Background: Hepatocellular carcinoma (HCC)-a predominant type of primary liver cancer-poses a significant global health threat with high incidence and mortality rates. Despite advances in treatment modalities, including surgery, chemotherapy, and immunotherapy, HCC exhibits high relapse rates and low long-term survival, necessitating the identification of novel prognostic markers and treatment targets. This study aims to develop a prognostic model centered on the PDZ domain by identifying key PDZ proteins associated with HCC through bioinformatics analysis of large-scale public datasets, in order to improve prognosis prediction and inform therapeutic strategies.

Methods: Differentially expressed PDZ proteins (DEPs) in HCC were identified through RNA sequencing (RNA-seq) analysis from The Cancer Genome Atlas (TCGA), International Cancer Genome Consortium (ICGC), and Gene Expression Omnibus (GEO) databases. Cox regression and random survival forest (RSF) modeling were employed to construct a prognostic model and evaluate the prognostic potential of DEPs. Subsequently, the correlation of DEP-related risk scores with immune cell infiltration and genetic variations was analyzed separately. Quantitative polymerase chain reaction (qPCR) was conducted to validate the expression of key DEPs in HCC tissues.

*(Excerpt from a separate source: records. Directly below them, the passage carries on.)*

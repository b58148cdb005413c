use leptos::prelude::*;
use leptos::task::spawn_local;

use crate::shared::flash::Flash;
use crate::system::auth::context::{do_login, use_auth};

pub const WELCOME_MESSAGE: &str = "¡Bienvenido! Has iniciado sesión correctamente.";
const LOGIN_FAILED: &str = "No se pudo iniciar sesión. Verifique sus credenciales.";

#[component]
pub fn LoginPage() -> impl IntoView {
    let (usuario, set_usuario) = signal(String::new());
    let (contrasena, set_contrasena) = signal(String::new());
    let (error_message, set_error_message) = signal(Option::<String>::None);
    let (is_loading, set_is_loading) = signal(false);

    let (_, set_auth_state) = use_auth();
    let flash = use_context::<Flash>();

    let on_submit = move |ev: leptos::ev::SubmitEvent| {
        ev.prevent_default();

        let usuario_val = usuario.get();
        let contrasena_val = contrasena.get();

        set_is_loading.set(true);
        set_error_message.set(None);

        spawn_local(async move {
            match do_login(set_auth_state, usuario_val, contrasena_val).await {
                Ok(()) => {
                    if let Some(flash) = flash {
                        flash.success(WELCOME_MESSAGE);
                    }
                }
                Err(e) => {
                    log::error!("login failed: {}", e);
                    set_error_message.set(Some(e.user_message(LOGIN_FAILED)));
                    set_is_loading.set(false);
                }
            }
        });
    };

    view! {
        <div class="login-container">
            <div class="login-box">
                <h1>"Panel de Reportes"</h1>
                <h2>"Iniciar sesión"</h2>

                <Show when=move || error_message.get().is_some()>
                    <div class="error-message">
                        {move || error_message.get().unwrap_or_default()}
                    </div>
                </Show>

                <form on:submit=on_submit>
                    <div class="form-group">
                        <label for="usuario">"Usuario"</label>
                        <input
                            type="text"
                            id="usuario"
                            prop:value=move || usuario.get()
                            on:input=move |ev| set_usuario.set(event_target_value(&ev))
                            required
                            disabled=move || is_loading.get()
                        />
                    </div>

                    <div class="form-group">
                        <label for="contrasena">"Contraseña"</label>
                        <input
                            type="password"
                            id="contrasena"
                            prop:value=move || contrasena.get()
                            on:input=move |ev| set_contrasena.set(event_target_value(&ev))
                            required
                            disabled=move || is_loading.get()
                        />
                    </div>

                    <button
                        type="submit"
                        class="btn-primary"
                        disabled=move || is_loading.get()
                    >
                        {move || if is_loading.get() { "Ingresando..." } else { "Ingresar" }}
                    </button>
                </form>
            </div>
        </div>
    }
}
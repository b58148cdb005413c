//! Where the reporting API lives.

/// `DASHBOARD_API_URL` set at build time wins; otherwise the page host on
/// port 3000. Empty when there is no window.
pub fn api_base() -> String {
    if let Some(configured) = option_env!("DASHBOARD_API_URL") {
        return normalize_base(configured);
    }
    let window = match web_sys::window() {
        Some(w) => w,
        None => return String::new(),
    };
    let location = window.location();
    let protocol = location.protocol().unwrap_or_else(|_| "http:".to_string());
    let hostname = location
        .hostname()
        .unwrap_or_else(|_| "127.0.0.1".to_string());
    format!("{}//{}:3000", protocol, hostname)
}

fn normalize_base(url: &str) -> String {
    url.trim().trim_end_matches('/').to_string()
}

/// `path` starts with `/api/`
pub fn api_url(path: &str) -> String {
    format!("{}{}", api_base(), path)
}

#[cfg(test)]
mod tests {
    use super::*;

    #[test]
    fn test_normalize_base() {
        assert_eq!(normalize_base("https://api.example.com/"), "https://api.example.com");
        assert_eq!(normalize_base(" http://localhost:3000 "), "http://localhost:3000");
    }
}
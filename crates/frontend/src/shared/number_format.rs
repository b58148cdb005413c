//! Number formatting for chart ticks, data labels and tooltips.
//!
//! Follows the `es-CO` conventions the reports are read in: `.` groups
//! thousands and `,` separates decimals. The one exception is the one-decimal
//! millions label (`"$ 1.5 M"`), which keeps a `.` decimal point.

/// How the "M" suffix renders its value
#[derive(Debug, Clone, Copy, PartialEq, Eq)]
pub enum MillionsPrecision {
    /// Integer part only: 192 494 889 -> "$ 192 M"
    Whole,
    /// One decimal: 192 494 889 -> "$ 192.5 M"
    OneDecimal,
}

/// Inserts `separator` every 3 digits from the right of an unsigned digit string
pub fn group_thousands(digits: &str, separator: char) -> String {
    let mut result = String::new();
    let chars: Vec<char> = digits.chars().rev().collect();

    for (i, c) in chars.iter().enumerate() {
        if i > 0 && i % 3 == 0 {
            result.push(separator);
        }
        result.push(*c);
    }

    result.chars().rev().collect()
}

/// Rounds ties away from zero, the way the browser's `toFixed` does;
/// `{:.N}` alone would round them to even.
fn round_to(value: f64, decimals: usize) -> f64 {
    let scale = 10f64.powi(decimals as i32);
    (value * scale).round() / scale
}

/// Grouped number with at most `max_decimals` fraction digits (trailing zeros dropped)
fn format_grouped(value: f64, max_decimals: usize) -> String {
    let negative = value < 0.0;
    let rounded = round_to(value.abs(), max_decimals);
    let fixed = format!("{:.*}", max_decimals, rounded);

    let (integer_part, fraction) = match fixed.split_once('.') {
        Some((i, f)) => (i, f.trim_end_matches('0')),
        None => (fixed.as_str(), ""),
    };

    let mut out = group_thousands(integer_part, '.');
    if !fraction.is_empty() {
        out.push(',');
        out.push_str(fraction);
    }
    if negative && rounded != 0.0 {
        out.insert(0, '-');
    }
    out
}

/// Compact currency with K/M suffix, used for axis ticks and data labels.
/// Negative values put the sign before the currency symbol ("-$ 2.5 M").
pub fn format_compact_currency(value: f64, precision: MillionsPrecision) -> String {
    if !value.is_finite() {
        return "-".to_string();
    }
    let abs = value.abs();
    let sign = if value < 0.0 { "-" } else { "" };

    if abs >= 1_000_000.0 {
        let millions = abs / 1_000_000.0;
        let text = match precision {
            MillionsPrecision::Whole => format_grouped(millions.floor(), 0),
            MillionsPrecision::OneDecimal => format!("{:.1}", round_to(millions, 1)),
        };
        return format!("{}$ {} M", sign, text);
    }
    if abs >= 1_000.0 {
        return format!("{}$ {} K", sign, format_grouped((abs / 1_000.0).round(), 0));
    }
    format!("{}$ {}", sign, format_grouped(abs, 3))
}

/// Full COP amount without decimals, used in tooltips
pub fn format_currency(value: f64) -> String {
    if !value.is_finite() {
        return "-".to_string();
    }
    let sign = if value < 0.0 && value.abs().round() != 0.0 { "-" } else { "" };
    format!("{}$ {}", sign, format_grouped(value.abs(), 0))
}

/// Head counts and other plain quantities
pub fn format_count(value: f64) -> String {
    if !value.is_finite() {
        return "-".to_string();
    }
    format_grouped(value, 3)
}

/// Ratio shown as a percentage: 0.1234 -> "12.34 %"
pub fn format_ratio_percent(ratio: f64, decimals: usize) -> String {
    if !ratio.is_finite() {
        return "-".to_string();
    }
    format!("{:.*} %", decimals, round_to(ratio * 100.0, decimals))
}

/// Share of a total with one decimal: (25, 100) -> "25.0%"; empty when the total is 0
pub fn format_share_percent(value: f64, total: f64) -> String {
    if total == 0.0 || !total.is_finite() || !value.is_finite() {
        return String::new();
    }
    format!("{:.1}%", round_to(value / total * 100.0, 1))
}

#[cfg(test)]
mod tests {
    use super::*;

    #[test]
    fn test_group_thousands() {
        assert_eq!(group_thousands("192494889", '.'), "192.494.889");
        assert_eq!(group_thousands("1500", '.'), "1.500");
        assert_eq!(group_thousands("999", '.'), "999");
        assert_eq!(group_thousands("", '.'), "");
    }

    #[test]
    fn test_millions_whole() {
        assert_eq!(format_compact_currency(192494889.0, MillionsPrecision::Whole), "$ 192 M");
        assert_eq!(format_compact_currency(1500000.0, MillionsPrecision::Whole), "$ 1 M");
        assert_eq!(
            format_compact_currency(2_345_000_000.0, MillionsPrecision::Whole),
            "$ 2.345 M"
        );
    }

    #[test]
    fn test_millions_one_decimal() {
        assert_eq!(format_compact_currency(1500000.0, MillionsPrecision::OneDecimal), "$ 1.5 M");
        assert_eq!(
            format_compact_currency(192494889.0, MillionsPrecision::OneDecimal),
            "$ 192.5 M"
        );
    }

    // Billing keeps the integer part while the payroll family shows one
    // decimal. Both renderings of the same value are pinned here so a change
    // to either is deliberate.
    #[test]
    fn test_millions_precision_differs_between_charts() {
        let whole = format_compact_currency(1500000.0, MillionsPrecision::Whole);
        let one_decimal = format_compact_currency(1500000.0, MillionsPrecision::OneDecimal);
        assert_ne!(whole, one_decimal);
    }

    #[test]
    fn test_thousands_and_small_values() {
        assert_eq!(format_compact_currency(1000.0, MillionsPrecision::Whole), "$ 1 K");
        assert_eq!(format_compact_currency(15_600.0, MillionsPrecision::Whole), "$ 16 K");
        assert_eq!(format_compact_currency(999_999.0, MillionsPrecision::Whole), "$ 1.000 K");
        assert_eq!(format_compact_currency(950.0, MillionsPrecision::Whole), "$ 950");
        assert_eq!(format_compact_currency(12.5, MillionsPrecision::Whole), "$ 12,5");
        assert_eq!(format_compact_currency(0.0, MillionsPrecision::Whole), "$ 0");
    }

    #[test]
    fn test_negative_values_keep_sign_before_currency() {
        assert_eq!(format_compact_currency(-2_500_000.0, MillionsPrecision::OneDecimal), "-$ 2.5 M");
        assert_eq!(format_compact_currency(-3_000.0, MillionsPrecision::Whole), "-$ 3 K");
        assert_eq!(format_compact_currency(-5.0, MillionsPrecision::Whole), "-$ 5");
    }

    #[test]
    fn test_non_finite_values() {
        assert_eq!(format_compact_currency(f64::NAN, MillionsPrecision::Whole), "-");
        assert_eq!(format_currency(f64::INFINITY), "-");
        assert_eq!(format_count(f64::NAN), "-");
    }

    #[test]
    fn test_full_currency_and_counts() {
        assert_eq!(format_currency(192494889.0), "$ 192.494.889");
        assert_eq!(format_currency(-1234.4), "-$ 1.234");
        assert_eq!(format_count(1500.0), "1.500");
        assert_eq!(format_count(-42.0), "-42");
    }

    #[test]
    fn test_percentages() {
        assert_eq!(format_ratio_percent(0.1234, 2), "12.34 %");
        assert_eq!(format_ratio_percent(0.25, 0), "25 %");
        assert_eq!(format_share_percent(25.0, 100.0), "25.0%");
        assert_eq!(format_share_percent(1.0, 3.0), "33.3%");
        assert_eq!(format_share_percent(5.0, 0.0), "");
    }

    #[test]
    fn test_exact_halves_round_up() {
        assert_eq!(format_compact_currency(1_250_000.0, MillionsPrecision::OneDecimal), "$ 1.3 M");
        assert_eq!(format_compact_currency(-1_250_000.0, MillionsPrecision::OneDecimal), "-$ 1.3 M");
        assert_eq!(format_ratio_percent(0.125, 0), "13 %");
        assert_eq!(format_share_percent(1.0, 16.0), "6.3%");
    }
}
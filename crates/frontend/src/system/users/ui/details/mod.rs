use contracts::catalog::Role;
use contracts::system::users::CreateUserDto;
use leptos::prelude::*;
use leptos::task::spawn_local;

use crate::shared::catalog_select::{catalog_options, parse_id, CatalogSelect};
use crate::system::users::api;

const CREATE_FAILED: &str = "Ocurrió un error al crear el usuario.";

/// Builds the create request; every field is required
pub fn build_create_dto(
    nombre: &str,
    contrasena: &str,
    rol: &str,
) -> Result<CreateUserDto, &'static str> {
    let nombre = nombre.trim();
    match (nombre.is_empty(), contrasena.is_empty(), parse_id(rol)) {
        (false, false, Some(id_rol)) => Ok(CreateUserDto {
            nombre: nombre.to_string(),
            contrasena: contrasena.to_string(),
            id_rol,
        }),
        _ => Err("Por favor, rellena todos los campos."),
    }
}

#[component]
pub fn CreateUserForm<F1, F2>(on_close: F1, on_created: F2) -> impl IntoView
where
    F1: Fn() + 'static + Copy,
    F2: Fn() + 'static + Copy,
{
    let (nombre, set_nombre) = signal(String::new());
    let (contrasena, set_contrasena) = signal(String::new());
    let rol = RwSignal::new(String::new());
    let (error_message, set_error_message) = signal(Option::<String>::None);
    let (is_saving, set_is_saving) = signal(false);

    let on_submit = move |ev: leptos::ev::SubmitEvent| {
        ev.prevent_default();

        let dto = match build_create_dto(&nombre.get(), &contrasena.get(), &rol.get()) {
            Ok(dto) => dto,
            Err(msg) => {
                set_error_message.set(Some(msg.to_string()));
                return;
            }
        };

        set_is_saving.set(true);
        set_error_message.set(None);

        spawn_local(async move {
            match api::create_user(&dto).await {
                Ok(()) => {
                    log::info!("user '{}' created", dto.nombre);
                    on_created();
                }
                Err(e) => {
                    log::error!("create user failed: {}", e);
                    set_error_message.set(Some(e.user_message(CREATE_FAILED)));
                    set_is_saving.set(false);
                }
            }
        });
    };

    view! {
        <div class="modal-overlay" on:click=move |_| on_close()>
            <div class="modal-content" on:click=move |ev| ev.stop_propagation()>
                <div class="modal-header">
                    <h3>"Crear Nuevo Usuario"</h3>
                    <button class="btn-close" on:click=move |_| on_close()>"×"</button>
                </div>

                <Show when=move || error_message.get().is_some()>
                    <div class="error-message">
                        {move || error_message.get().unwrap_or_default()}
                    </div>
                </Show>

                <form on:submit=on_submit>
                    <div class="form-group">
                        <label for="nombre">"Nombre de usuario"</label>
                        <input
                            type="text"
                            id="nombre"
                            placeholder="Escribe el nombre de usuario"
                            prop:value=move || nombre.get()
                            on:input=move |ev| set_nombre.set(event_target_value(&ev))
                            disabled=move || is_saving.get()
                        />
                    </div>

                    <div class="form-group">
                        <label for="password">"Contraseña"</label>
                        <input
                            type="password"
                            id="password"
                            placeholder="Escribe una contraseña temporal"
                            prop:value=move || contrasena.get()
                            on:input=move |ev| set_contrasena.set(event_target_value(&ev))
                            disabled=move || is_saving.get()
                        />
                    </div>

                    <div class="form-group">
                        <label for="rol">"Rol de usuario"</label>
                        <CatalogSelect
                            id="rol"
                            options=catalog_options(Role::all(), Role::id, Role::display_name)
                            value=rol
                            placeholder="Selecciona un rol..."
                            disabled=Signal::derive(move || is_saving.get())
                        />
                    </div>

                    <div class="form-actions">
                        <button
                            type="button"
                            class="btn-secondary"
                            on:click=move |_| on_close()
                            disabled=move || is_saving.get()
                        >
                            "Cancelar"
                        </button>
                        <button
                            type="submit"
                            class="btn-primary"
                            disabled=move || is_saving.get()
                        >
                            {move || if is_saving.get() { "Creando..." } else { "Crear Usuario" }}
                        </button>
                    </div>
                </form>
            </div>
        </div>
    }
}

#[cfg(test)]
mod tests {
    use super::*;

    #[test]
    fn test_build_create_dto() {
        let dto = build_create_dto("  Edison ", "temporal", "3").unwrap();
        assert_eq!(dto.nombre, "Edison");
        assert_eq!(dto.id_rol, 3);

        assert!(build_create_dto("", "temporal", "3").is_err());
        assert!(build_create_dto("Edison", "", "3").is_err());
        assert!(build_create_dto("Edison", "temporal", "").is_err());
    }
}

Results: A prognostic model for HCC constructed using nine key DEPs demonstrated reliable predictive performance across 1-, 3-, and 5-year survival rates. DEP-related risk scores were significantly associated with immune cell infiltration, with high-risk groups exhibiting an increase in pro-tumor immune cells and a decrease in anti-tumor immune cells. Genetic variations, including single nucleotide polymorphisms (SNPs) and copy number variations (CNVs), also differed between high- and low-risk groups. qPCR validation confirmed that the expression of SNX27, DLG5, PARD3, and RHPN1 was significantly upregulated in HCC tissues.

Conclusions: PDZ proteins may serve as prognostic markers and therapeutic targets in HCC. DEP-related risk scores offer insights into immune infiltration patterns and treatment responsiveness, providing a foundation for future HCC research and development of precision medicine.